💾 Archived View for geminiprotocol.net › docs › gemtext-specification.gmi captured on 2024-08-31 at 11:58:35. Gemini links have been rewritten to link to archived content

View Raw

More Information

⬅️ Previous capture (2024-05-10)

🚧 View Differences

-=-=-=-=-=-=-

Gemini hypertext format, aka "gemtext", specification

Version 0.24.1

This document is placed in the public domain under the following terms:

Creative Commons CC0 1.0 Universal Public Domain Dedication

Abstract

This document specifies the "gemtext" hypertext format. Gemtext is intended to serve as the "native" response format of the Gemini file transfer protocol, in the same way that HTML is the native response format of HTTP [RFC7230], although it can be used for any other purpose for which it is suitable. Gemtext is served via Gemini using the as-yet unregistered MIME type text/gemini.

See also the Gemini network protocol specification

Conventions used in this document

The key words "MUST", "MUST NOT", "REQUIRED", "SHALL", "SHALL NOT", "SHOULD", "SHOULD NOT", "RECOMMENDED", "MAY", and "OPTIONAL" in this document are to be interpreted as described in [BCP14].

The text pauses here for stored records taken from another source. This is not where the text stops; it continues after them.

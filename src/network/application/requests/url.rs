//! URL parsing into fixed-capacity fields.
//!
//! Parsing happens in two steps. [`scan`] tokenises the URL into borrowed
//! components without any size limits, then [`UrlFields::parse`] validates
//! each component and copies it into its fixed-capacity field.

use heapless::String;

use super::error::Error;
use crate::config::{Config, HOSTNAME_CAPACITY, PATH_CAPACITY, PORT_CAPACITY, SCHEMA_CAPACITY};

/// Borrowed components of a URL, as found by [`scan`].
#[derive(Debug, Clone, Copy, PartialEq, Eq)]
pub struct Components<'a> {
    pub schema: &'a str,
    pub userinfo: Option<&'a str>,
    pub host: &'a str,
    pub port: Option<&'a str>,
    /// Path plus query, without the fragment.
    pub path: Option<&'a str>,
}

/// Split `schema://[userinfo@]host[:port][/path][?query][#fragment]`.
///
/// Returns `None` if the URL cannot be tokenised at all.
pub fn scan(url: &str) -> Option<Components<'_>> {
    if url.bytes().any(|b| b.is_ascii_whitespace() || b.is_ascii_control()) {
        return None;
    }

    let (schema, rest) = url.split_once("://")?;
    let mut chars = schema.chars();
    if !chars.next()?.is_ascii_alphabetic()
        || !chars.all(|c| c.is_ascii_alphanumeric() || matches!(c, '+' | '-' | '.'))
    {
        return None;
    }

    // Fragments are never sent on the wire.
    let rest = rest.split('#').next().unwrap_or(rest);

    let authority_end = rest.find(['/', '?']).unwrap_or(rest.len());
    let (authority, path) = rest.split_at(authority_end);
    let path = if path.is_empty() { None } else { Some(path) };

    let (userinfo, hostport) = match authority.rsplit_once('@') {
        Some((user, hostport)) => (Some(user), hostport),
        None => (None, authority),
    };

    let (host, port) = if let Some(literal) = hostport.strip_prefix('[') {
        // IPv6 literal
        let (host, after) = literal.split_once(']')?;
        match after {
            "" => (host, None),
            _ => (host, Some(after.strip_prefix(':')?)),
        }
    } else {
        match hostport.split_once(':') {
            Some((host, port)) => (host, Some(port)),
            None => (hostport, None),
        }
    };

    if host.is_empty() {
        return None;
    }
    if let Some(port) = port {
        if port.is_empty() || !port.bytes().all(|b| b.is_ascii_digit()) {
            return None;
        }
    }

    Some(Components {
        schema,
        userinfo,
        host,
        port,
        path,
    })
}

/// Parsed URL, stored in fixed-capacity fields.
#[derive(Debug, Clone, PartialEq, Eq)]
pub struct UrlFields {
    schema: String<SCHEMA_CAPACITY>,
    hostname: String<HOSTNAME_CAPACITY>,
    path: String<PATH_CAPACITY>,
    port: u16,
    is_secure: bool,
}

impl UrlFields {
    /// Parse `url`, filling defaults from `config`.
    ///
    /// Only `http` and `https` are accepted; any other schema fails with
    /// [`Error::MalformedUrl`]. A component whose length reaches its field
    /// capacity fails with [`Error::FieldTooLong`].
    pub fn parse(url: &str, config: &Config) -> Result<Self, Error> {
        let components = scan(url).ok_or_else(|| {
            error!("Error parsing URL");
            Error::MalformedUrl
        })?;

        let mut schema: String<SCHEMA_CAPACITY> = bounded(components.schema, "schema")?;
        schema.make_ascii_lowercase();
        let default_port = config.default_port(&schema).ok_or_else(|| {
            error!("Unsupported schema {}", schema.as_str());
            Error::MalformedUrl
        })?;

        let hostname = bounded(components.host, "hostname")?;

        let port = match components.port {
            Some(text) => {
                let _: String<PORT_CAPACITY> = bounded(text, "port")?;
                match text.parse::<u16>() {
                    Ok(port) if port > 0 => port,
                    _ => {
                        error!("Invalid port {}", text);
                        return Err(Error::MalformedUrl);
                    }
                }
            }
            None => default_port,
        };

        let path = match components.path {
            Some(path) if path.starts_with('/') => bounded(path, "path")?,
            Some(query) => {
                // "http://host?x=1" requests "/?x=1"
                if query.len() + 1 >= PATH_CAPACITY {
                    error!("Error parsing path ({})", Error::FieldTooLong.code());
                    return Err(Error::FieldTooLong);
                }
                let mut path = String::new();
                path.push('/').map_err(|_| Error::FieldTooLong)?;
                path.push_str(query).map_err(|_| Error::FieldTooLong)?;
                path
            }
            None => root(),
        };

        let is_secure = schema == "https";
        debug!(
            "Hostname: {}, Port: {}, URI: {}",
            hostname.as_str(),
            port,
            path.as_str()
        );

        Ok(Self {
            schema,
            hostname,
            path,
            port,
            is_secure,
        })
    }

    /// Lower-cased schema, `http` or `https`.
    pub fn schema(&self) -> &str {
        &self.schema
    }

    pub fn hostname(&self) -> &str {
        &self.hostname
    }

    /// Path and query, always starting with `/`.
    pub fn path(&self) -> &str {
        &self.path
    }

    pub fn port(&self) -> u16 {
        self.port
    }

    /// Whether the schema asks for TLS.
    pub fn is_secure(&self) -> bool {
        self.is_secure
    }
}

/// Copy `value` into a field of capacity `N`, which must keep one spare byte.
fn bounded<const N: usize>(value: &str, field: &str) -> Result<String<N>, Error> {
    if value.len() >= N {
        error!(
            "Error parsing {} ({})",
            field,
            Error::FieldTooLong.code()
        );
        return Err(Error::FieldTooLong);
    }
    String::try_from(value).map_err(|_| Error::FieldTooLong)
}

fn root() -> String<PATH_CAPACITY> {
    let mut path = String::new();
    // Capacity is far above one byte.
    let _ = path.push('/');
    path
}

Gemtext is specified here in its so-called "canonical form" and, since text/gemini is a subtype of MIME type "text", line breaks are therefore represented by the sequence CRLF. Note however that the Gemini network protocol specification allows any subtype of "text" to be transmitted with line breaks represented by LF alone.

Overview

Gemtext is designed to support simple electronic documents which can link to other online resources and which can be displayed in a manner conducive to easy and pleasant reading on devices with diverse display shapes and sizes. This provides an improved user experience over plain text which is "hard wrapped" to a fixed number of characters (which may be substantially more or less than can fit on a client's display), and where users must manually copy URLs out of the document and into their user agent's interface.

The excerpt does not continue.